流れとしては1年分(1~12月)の所得(利益)を翌年の確定申告で税務署に申告し、所得税を納めます。
支払期日は毎年3月15日までですが、支払い方法を「口座振替」にすれば4月20日頃が自動引き落とし日となるため支払期日を約1ヶ月先延ばしできます。

個人事業主の消費税について
消費税の納税義務は事業年度の売上が1,000万円以上となった場合に発生し、ほぼすべての取引に対して課税されます。売上に対して課税されるため、赤字でも黒字でも消費税は納めなければなりません。
ただし開業から2年間もしくは開業後2年以上たっても前々年の課税売上高が1,000万円以下なら免税となり、納税の必要がありません。

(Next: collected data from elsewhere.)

//! # Validation Module
//!
//! Input validation for coupon payloads.
//!
//! ## Validation Strategy
//! ```text
//! ┌─────────────────────────────────────────────────────────────────────────┐
//! │                      Validation Layers                                  │
//! │                                                                         │
//! │  Layer 1: Controller                                                   │
//! │  └── Shape checks (deserialization, unknown fields rejected)           │
//! │           │                                                             │
//! │           ▼                                                             │
//! │  Layer 2: THIS MODULE                                                  │
//! │  └── Ranges: month 1-12, amounts >= 0, discount 0-100 %                │
//! │           │                                                             │
//! │           ▼                                                             │
//! │  Layer 3: Database (SQLite)                                            │
//! │  ├── CHECK (month BETWEEN 1 AND 12)                                    │
//! │  ├── UNIQUE (vecino_id, month, year) WHERE coupon_type = 'mensual'     │
//! │  └── Foreign key to users                                              │
//! └─────────────────────────────────────────────────────────────────────────┘
//! ```

use chrono::{Datelike, NaiveDate};

use crate::error::ValidationError;
use crate::types::GenerationOptions;

/// Result type for validation operations.
pub type ValidationResult<T> = Result<T, ValidationError>;

// =============================================================================
// Period Validators
// =============================================================================

/// Validates a month number (1-12).
///
/// ## Example
/// ```rust
/// use vecinal_core::validation::validate_month;
///
/// assert!(validate_month(1).is_ok());
/// assert!(validate_month(12).is_ok());
/// assert!(validate_month(0).is_err());
/// assert!(validate_month(13).is_err());
/// ```
pub fn validate_month(month: u32) -> ValidationResult<()> {
    if !(1..=12).contains(&month) {
        return Err(ValidationError::OutOfRange {
            field: "month".to_string(),
            min: 1,
            max: 12,
        });
    }
    Ok(())
}

/// Validates a coupon year.
///
/// Any year with a full calendar is accepted; only years outside what
/// `NaiveDate` can hold are rejected.
pub fn validate_year(year: i32) -> ValidationResult<()> {
    let min = NaiveDate::MIN.year();
    let max = NaiveDate::MAX.year();
    if !(min..=max).contains(&year) {
        return Err(ValidationError::OutOfRange {
            field: "year".to_string(),
            min: min as i64,
            max: max as i64,
        });
    }
    Ok(())
}

// =============================================================================
// Amount Validators
// =============================================================================

/// Validates a peso amount. Zero is allowed.
pub fn validate_amount(field: &str, pesos: i64) -> ValidationResult<()> {
    if pesos < 0 {
        return Err(ValidationError::OutOfRange {
            field: field.to_string(),
            min: 0,
            max: i64::MAX,
        });
    }
    Ok(())
}

/// Validates a discount percentage (0-100).
pub fn validate_discount_percent(percent: u32) -> ValidationResult<()> {
    if percent > 100 {
        return Err(ValidationError::OutOfRange {
            field: "discount_percent".to_string(),
            min: 0,
            max: 100,
        });
    }
    Ok(())
}

// =============================================================================
// String Validators
// =============================================================================

/// Validates a user id reference.
pub fn validate_user_id(id: &str) -> ValidationResult<()> {
    if id.trim().is_empty() {
        return Err(ValidationError::Required {
            field: "vecino_id".to_string(),
        });
    }
    Ok(())
}

/// Validates a coupon type name.
///
/// ## Rules
/// - Must not be empty
/// - At most 50 characters
pub fn validate_coupon_type(coupon_type: &str) -> ValidationResult<()> {
    let coupon_type = coupon_type.trim();

    if coupon_type.is_empty() {
        return Err(ValidationError::Required {
            field: "type".to_string(),
        });
    }

    if coupon_type.chars().count() > 50 {
        return Err(ValidationError::TooLong {
            field: "type".to_string(),
            max: 50,
        });
    }

    Ok(())
}

/// Validates a coupon description (at most 255 characters).
pub fn validate_description(description: &str) -> ValidationResult<()> {
    if description.chars().count() > 255 {
        return Err(ValidationError::TooLong {
            field: "description".to_string(),
            max: 255,
        });
    }
    Ok(())
}

// =============================================================================
// Date Validators
// =============================================================================

/// A commitment date cannot lie before `today`.
pub fn validate_commitment_date(date: NaiveDate, today: NaiveDate) -> ValidationResult<()> {
    if date < today {
        return Err(ValidationError::DateTooEarly {
            field: "commitment_date".to_string(),
            min: today.to_string(),
        });
    }
    Ok(())
}

// =============================================================================
// Composite Validators
// =============================================================================

/// Validates bulk generation options.
pub fn validate_generation_options(options: &GenerationOptions) -> ValidationResult<()> {
    validate_amount("amount", options.amount)?;
    validate_description(&options.description)?;

    if let Some(year) = options.year {
        validate_year(year)?;
    }

    for (&month, &percent) in &options.discount_percent_by_month {
        validate_month(month)?;
        validate_discount_percent(percent)?;
    }

    Ok(())
}

// =============================================================================
// Unit Tests
// =============================================================================

#[cfg(test)]
mod tests {
    use super::*;
    use std::collections::BTreeMap;

    #[test]
    fn test_validate_month() {
        for m in 1..=12 {
            assert!(validate_month(m).is_ok());
        }
        assert!(validate_month(0).is_err());
        assert!(validate_month(13).is_err());
    }

    #[test]
    fn test_validate_year() {
        assert!(validate_year(2024).is_ok());
        assert!(validate_year(1999).is_ok());
        assert!(validate_year(2101).is_ok());
        assert!(validate_year(1).is_ok());
        assert!(validate_year(i32::MAX).is_err());
        assert!(validate_year(i32::MIN).is_err());
    }

    #[test]
    fn test_validate_amount() {
        assert!(validate_amount("amount", 0).is_ok());
        assert!(validate_amount("amount", 1000).is_ok());
        assert!(validate_amount("amount", -1).is_err());
    }

    #[test]
    fn test_validate_coupon_type() {
        assert!(validate_coupon_type("mensual").is_ok());
        assert!(validate_coupon_type("  ").is_err());
        assert!(validate_coupon_type(&"x".repeat(51)).is_err());
    }

    #[test]
    fn test_validate_commitment_date() {
        let today = NaiveDate::from_ymd_opt(2024, 5, 10).unwrap();
        assert!(validate_commitment_date(today, today).is_ok());
        assert!(validate_commitment_date(today.succ_opt().unwrap(), today).is_ok());
        assert!(validate_commitment_date(today.pred_opt().unwrap(), today).is_err());
    }

    #[test]
    fn test_validate_generation_options() {
        assert!(validate_generation_options(&GenerationOptions::default()).is_ok());

        let bad_month = GenerationOptions {
            discount_percent_by_month: BTreeMap::from([(13, 10)]),
            ..Default::default()
        };
        assert!(validate_generation_options(&bad_month).is_err());

        let bad_percent = GenerationOptions {
            discount_percent_by_month: BTreeMap::from([(3, 120)]),
            ..Default::default()
        };
        assert!(validate_generation_options(&bad_percent).is_err());

        let negative = GenerationOptions {
            amount: -5,
            ..Default::default()
        };
        assert!(validate_generation_options(&negative).is_err());
    }
}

納付すべき消費税額の計算式 =(課税売上×税率)-(課税仕入れ×税率)
前々事業年度の課税売上高が5,000万円以下の場合は、簡易課税制度の適用を受けられます。
簡易課税制度とは実際の課税仕入れ等の税額を計算することなく、課税売上高から仕入控除税額の計算を行うことができる制度です。
課税売上高に対する税額の一定割合(みなし仕入率)を適用して、仕入控除税額を算出できます
※制度の適用を受けるには、「消費税簡易課税制度選択届出書」の提出が必要です。
ちなみに免税事業者であっても課税事業者であっても「記帳」は必要です、「税込経理方式」と「税抜経理方式」の2種類の仕訳方式があります。
・税込経理方式……税抜金額と消費税額を合わせた税込金額で仕訳に起こす方法
・税抜経理方式……消費税科目を別建て(仮受消費税等と仮払消費税等)で仕訳を起こす方法
免税事業者は納税義務がないので、消費税を気にせず「税込経理方式」で記帳すれば大丈夫です。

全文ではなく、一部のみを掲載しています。